The NCT is €49 and in fairness includes a full health check for your car and about 20 minutes of a mechanics time. A passport presumably is just a scanning procedure and takes mabye 10 minutes, or is there more to it than meets the eye?

Perhaps for your first passprt a €75 fee but for a straightforward renewal it could be say €50 as they should already have your identification details, passport number etc. available?


----------



## blueshoes (12 Jul 2007)

I think €75 is ok compared with other places as clubman mentioned. I had awful trouble with the passport office the last time i renewed mine but got it sorted in the end. They could be a bit more friendly


----------



## DublinTexas (12 Jul 2007)

I think that any passport free is a rip off.
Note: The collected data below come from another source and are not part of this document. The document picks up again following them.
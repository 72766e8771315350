//! Harbor management API models
//!
//! Request and response payloads exchanged with the `/management` endpoints
//! of the Harbor backend.

pub mod models;

pub use models::*;
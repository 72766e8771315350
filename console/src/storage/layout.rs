//! Storage layout configuration

use std::path::PathBuf;

use crate::filesys::file::File;

/// Environment variable overriding the storage base directory
pub const HOME_ENV: &str = "HARBOR_CONSOLE_HOME";

/// Storage layout for the console
#[derive(Debug, Clone)]
pub struct StorageLayout {
    /// Base directory for all storage
    pub base_dir: PathBuf,
}

impl StorageLayout {
    /// Create a new storage layout
    pub fn new(base_dir: impl Into<PathBuf>) -> Self {
        Self {
            base_dir: base_dir.into(),
        }
    }

    /// Get the settings file path
    pub fn settings_file(&self) -> File {
        File::new(self.base_dir.join("settings.json"))
    }

    /// Get the session file, the durable home of the operator token
    pub fn session_file(&self) -> File {
        File::new(self.base_dir.join("session.json"))
    }

    /// Get the logs directory
    pub fn logs_dir(&self) -> PathBuf {
        self.base_dir.join("logs")
    }
}

impl Default for StorageLayout {
    fn default() -> Self {
        if let Some(home) = std::env::var_os(HOME_ENV) {
            return Self::new(home);
        }

        let base_dir = std::env::var_os("HOME")
            .or_else(|| std::env::var_os("USERPROFILE"))
            .map(PathBuf::from)
            .unwrap_or_else(|| PathBuf::from("."))
            .join(".harbor-console");

        Self::new(base_dir)
    }
}
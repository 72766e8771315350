pub mod auto_refresh;
pub mod filters;
pub mod list_view;
pub mod loader;
pub mod query_state;
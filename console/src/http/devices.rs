//! Device management API

use http::Method;
use openapi_client::{Device, DeviceCounts, DeviceStatus, DeviceStatusUpdate, Paginated};

use crate::http::client::{
    decode_or_default, decode_required, ApiError, HttpClient, RequestOptions,
};
use crate::http::query::{path_segment, ListParams, QueryParams};

/// Query of `GET /management/devices`
#[derive(Debug, Clone, Default, PartialEq, Eq)]
pub struct DeviceListParams {
    pub list: ListParams,
    pub status: String,
    pub device_type: String,
    pub tags: Vec<String>,
}

impl DeviceListParams {
    pub fn to_query(&self) -> QueryParams {
        self.list
            .append_to(QueryParams::new())
            .push("status", self.status.as_str())
            .push("device_type", self.device_type.as_str())
            .push_all("tag", &self.tags)
    }
}

impl HttpClient {
    /// Device counts grouped by status
    pub async fn device_counts(&self, token: &str) -> Result<DeviceCounts, ApiError> {
        decode_or_default(
            self.request("/management/devices/count", RequestOptions::get(token))
                .await?,
        )
    }

    /// List devices
    pub async fn list_devices(
        &self,
        token: &str,
        params: &DeviceListParams,
    ) -> Result<Paginated<Device>, ApiError> {
        let path = format!("/management/devices{}", params.to_query().to_query_string());
        decode_or_default(self.request(&path, RequestOptions::get(token)).await?)
    }

    /// Get a single device
    pub async fn get_device(&self, token: &str, id: &str) -> Result<Device, ApiError> {
        let path = format!("/management/devices/{}", path_segment(id));
        decode_required(self.request(&path, RequestOptions::get(token)).await?)
    }

    /// Request a device status transition
    pub async fn update_device_status(
        &self,
        token: &str,
        id: &str,
        status: DeviceStatus,
    ) -> Result<(), ApiError> {
        let path = format!("/management/devices/{}/status", path_segment(id));
        let body = serde_json::to_value(DeviceStatusUpdate { status })
            .map_err(|e| ApiError::Decode(e.to_string()))?;
        let options = RequestOptions::get(token)
            .with_method(Method::PUT)
            .with_json(body);
        self.request(&path, options).await?;
        Ok(())
    }
}
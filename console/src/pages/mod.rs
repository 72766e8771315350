//! Console pages

use axum::response::{Html, IntoResponse, Response};

use crate::authn::session::SessionStore;
use crate::components::html::escape;
use crate::http::api::ManagementApi;
use crate::http::client::ApiError;
use crate::pages::flash::Flash;
use crate::sync::query_state::Navigation;

pub mod actions;
pub mod audit;
pub mod dashboard;
pub mod deployment_details;
pub mod deployments;
pub mod device_details;
pub mod devices;
pub mod flash;
pub mod login;
pub mod views;

/// What a page handler answers with
#[derive(Debug)]
pub enum PageOutcome {
    Render(String),
    Navigate(Navigation),
    /// The session ended while loading; show the login form
    SignedOut { next: String },
}

impl IntoResponse for PageOutcome {
    fn into_response(self) -> Response {
        match self {
            PageOutcome::Render(html) => Html(html).into_response(),
            PageOutcome::Navigate(navigation) => navigation.into_response(),
            PageOutcome::SignedOut { next } => {
                Html(login::render(&login::LoginForm::for_next(next), None, false)).into_response()
            }
        }
    }
}

/// Collaborators a page needs for one request
pub struct PageContext<'a> {
    pub api: &'a dyn ManagementApi,
    pub session: &'a SessionStore,
    pub page_size: u32,
    pub flashes: Vec<Flash>,
}

/// Message of a failed call, or `fallback` when it has none
pub fn error_message(err: &ApiError, fallback: &str) -> String {
    Some(err.to_string())
        .filter(|m| !m.is_empty())
        .unwrap_or_else(|| fallback.to_string())
}

/// Report a load made with `token` that failed: signs out on 401, returns
/// the message to display
pub(crate) async fn handle_load_error(
    session: &SessionStore,
    token: &str,
    err: &ApiError,
    fallback: &str,
) -> String {
    session.sign_out_if_token_rejected(err, token).await;
    error_message(err, fallback)
}

/// Anterior / Proxima footer
pub(crate) fn pagination_footer(
    page: u32,
    total_pages: u32,
    prev_url: &str,
    next_url: &str,
) -> String {
    let total_pages = total_pages.max(1);
    let prev = if page <= 1 {
        r#"<button type="button" disabled>Anterior</button>"#.to_string()
    } else {
        format!(r#"<a class="button-link" href="{}">Anterior</a>"#, escape(prev_url))
    };
    let next = if page >= total_pages {
        r#"<button type="button" disabled>Proxima</button>"#.to_string()
    } else {
        format!(r#"<a class="button-link" href="{}">Proxima</a>"#, escape(next_url))
    };

    format!(
        r#"<footer class="pagination">{}<span>Pagina {} de {}</span>{}</footer>"#,
        prev, page, total_pages, next
    )
}

/// `Recarregar` control posting to a list reload endpoint
pub(crate) fn reload_button(action: &str, return_to: &str) -> String {
    format!(
        r#"<form method="post" action="{}"><input type="hidden" name="return_to" value="{}"><button type="submit">Recarregar</button></form>"#,
        escape(action),
        escape(return_to)
    )
}

/// `<option>` list with `selected` on the current value
pub(crate) fn select_options(current: &str, choices: &[(&str, &str)]) -> String {
    choices
        .iter()
        .map(|(value, label)| {
            let selected = if *value == current { " selected" } else { "" };
            format!(
                r#"<option value="{}"{}>{}</option>"#,
                escape(value),
                selected,
                escape(label)
            )
        })
        .collect()
}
Providing me with a passport so that I can proof my citizenship and/or identity should be a duty of the goverment (who's services I pay for with taxes).

They make picture ID mandatory theses days for anything from bank accounts to travel on an intra-ireland plane.
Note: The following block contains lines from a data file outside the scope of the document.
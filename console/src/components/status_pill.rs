//! Status pill

use crate::components::html::escape;

#[derive(Debug, Clone, Copy, PartialEq, Eq)]
pub enum StatusTone {
    Positive,
    Negative,
    Warning,
    Neutral,
}

impl StatusTone {
    pub fn class(&self) -> &'static str {
        match self {
            StatusTone::Positive => "pill pill--positive",
            StatusTone::Negative => "pill pill--negative",
            StatusTone::Warning => "pill pill--warning",
            StatusTone::Neutral => "pill",
        }
    }
}

/// Lowercased label and tone of a status, `unknown` when missing
pub fn status_tone(status: Option<&str>) -> (String, StatusTone) {
    let label = status
        .filter(|s| !s.is_empty())
        .unwrap_or("unknown")
        .to_lowercase();

    let tone = match label.as_str() {
        "success" | "completed" | "accepted" | "active" => StatusTone::Positive,
        "failure" | "rejected" | "cancelled" => StatusTone::Negative,
        "pending" | "scheduled" | "downloading" | "installing" => StatusTone::Warning,
        _ => StatusTone::Neutral,
    };

    (label, tone)
}

pub fn render(status: Option<&str>) -> String {
    let (label, tone) = status_tone(status);
    format!(r#"<span class="{}">{}</span>"#, tone.class(), escape(&label))
}

#[cfg(test)]
mod tests {
    use super::*;

    #[test]
    fn test_tone_mapping() {
        for status in ["success", "completed", "accepted", "active"] {
            assert_eq!(status_tone(Some(status)).1, StatusTone::Positive);
        }
        for status in ["failure", "rejected", "cancelled"] {
            assert_eq!(status_tone(Some(status)).1, StatusTone::Negative);
        }
        for status in ["pending", "scheduled", "downloading", "installing"] {
            assert_eq!(status_tone(Some(status)).1, StatusTone::Warning);
        }
        assert_eq!(status_tone(Some("skipped")).1, StatusTone::Neutral);
    }

    #[test]
    fn test_label_is_lowercased() {
        assert_eq!(
            status_tone(Some("ACTIVE")),
            ("active".to_string(), StatusTone::Positive)
        );
        assert_eq!(
            status_tone(None),
            ("unknown".to_string(), StatusTone::Neutral)
        );
        assert_eq!(
            render(Some("Rejected")),
            r#"<span class="pill pill--negative">rejected</span>"#
        );
    }
}
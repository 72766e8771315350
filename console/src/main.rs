//! Harbor Console - Entry Point
//!
//! Operator console for devices, deployments and the audit trail of a
//! Harbor OTA management API.

use std::collections::HashMap;
use std::env;

use harbor_console::app::diagnostic::run_diagnostic;
use harbor_console::app::options::AppOptions;
use harbor_console::app::run::run;
use harbor_console::logs::{init_logging, LogOptions};
use harbor_console::storage::layout::StorageLayout;
use harbor_console::storage::settings::Settings;
use harbor_console::utils::version_info;

use anyhow::Context;
use tracing::{error, info, warn};

#[tokio::main]
async fn main() {
    // Parse command line arguments
    let args: Vec<String> = env::args().collect();
    let mut cli_args: HashMap<String, String> = HashMap::new();

    for arg in args.iter().skip(1) {
        if let Some((key, value)) = arg.split_once('=') {
            // Handle --key=value format
            let clean_key = key.trim_start_matches('-');
            cli_args.insert(clean_key.to_string(), value.to_string());
        } else if arg.starts_with("--") {
            // Handle standalone flags like --version
            let clean_key = arg.trim_start_matches('-');
            cli_args.insert(clean_key.to_string(), "true".to_string());
        }
    }

    // Print version and exit
    if cli_args.contains_key("version") {
        match serde_json::to_string_pretty(&version_info()) {
            Ok(json) => println!("{}", json),
            Err(e) => eprintln!("Unable to render version info: {e}"),
        }
        return;
    }

    let layout = match cli_args.get("home") {
        Some(home) => StorageLayout::new(home),
        None => StorageLayout::default(),
    };

    // Retrieve the settings file
    let mut settings = match Settings::load(&layout.settings_file()).await {
        Ok(settings) => settings,
        Err(e) => {
            eprintln!("Unable to read settings file: {e}");
            return;
        }
    };
    if let Err(e) = apply_cli_overrides(&mut settings, &cli_args) {
        eprintln!("{e:#}");
        return;
    }

    let options = AppOptions::from_settings(&settings, layout.clone());

    // Run diagnostics
    if cli_args.contains_key("diagnostic") || cli_args.contains_key("diag") {
        run_diagnostic(&options).await;
        return;
    }

    // Initialize logging
    let log_options = LogOptions {
        log_level: settings.log_level.clone(),
        log_dir: settings.log_to_file.then(|| layout.logs_dir()),
        ..Default::default()
    };
    let _log_guard = match init_logging(log_options) {
        Ok(guard) => guard,
        Err(e) => {
            println!("Failed to initialize logging: {e}");
            None
        }
    };

    info!("Running Harbor Console with options: {:?}", options);
    let result = run(options, await_shutdown_signal()).await;
    if let Err(e) = result {
        error!("Failed to run the console: {e}");
    }
}

fn apply_cli_overrides(
    settings: &mut Settings,
    cli_args: &HashMap<String, String>,
) -> anyhow::Result<()> {
    if let Some(host) = cli_args.get("host") {
        settings.server.host = host.clone();
    }
    if let Some(port) = cli_args.get("port") {
        settings.server.port = port
            .parse()
            .with_context(|| format!("Invalid --port value: {port}"))?;
    }
    if let Some(api) = cli_args.get("api") {
        settings.api.base_url = api.clone();
    }
    Ok(())
}

async fn await_shutdown_signal() {
    #[cfg(unix)]
    {
        use tokio::signal::unix::{signal, SignalKind};

        let (mut sigterm, mut sigint) = match (
            signal(SignalKind::terminate()),
            signal(SignalKind::interrupt()),
        ) {
            (Ok(sigterm), Ok(sigint)) => (sigterm, sigint),
            _ => {
                warn!("Unable to install signal handlers, falling back to Ctrl+C");
                if let Err(e) = tokio::signal::ctrl_c().await {
                    error!("Failed to listen for Ctrl+C: {e}");
                }
                return;
            }
        };

        tokio::select! {
            _ = sigterm.recv() => {
                info!("SIGTERM received, shutting down...");
            }
            _ = sigint.recv() => {
                info!("SIGINT received, shutting down...");
            }
            _ = tokio::signal::ctrl_c() => {
                info!("Ctrl+C received, shutting down...");
            }
        }
    }

    #[cfg(not(unix))]
    {
        if let Err(e) = tokio::signal::ctrl_c().await {
            error!("Failed to listen for Ctrl+C: {e}");
            return;
        }
        info!("Ctrl+C received, shutting down...");
    }
}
A passport is not luxury these days, it is essentional.

Other European countries hand out ID cards for a resonable prices (Germany charges nothing for the 1st issue and after 10 year it expires and than they charge 8€) that can be used for proofing my ID and allow me travel throughout the Schengen Area and other EU and Eastern European countries. 

Some countries like Finland or Austria charge a higher fee for ID's but they are then also having a CHIP with an electronic signature on it that I can use for online banking, electronic signature on e-mails or doing most goverment business online).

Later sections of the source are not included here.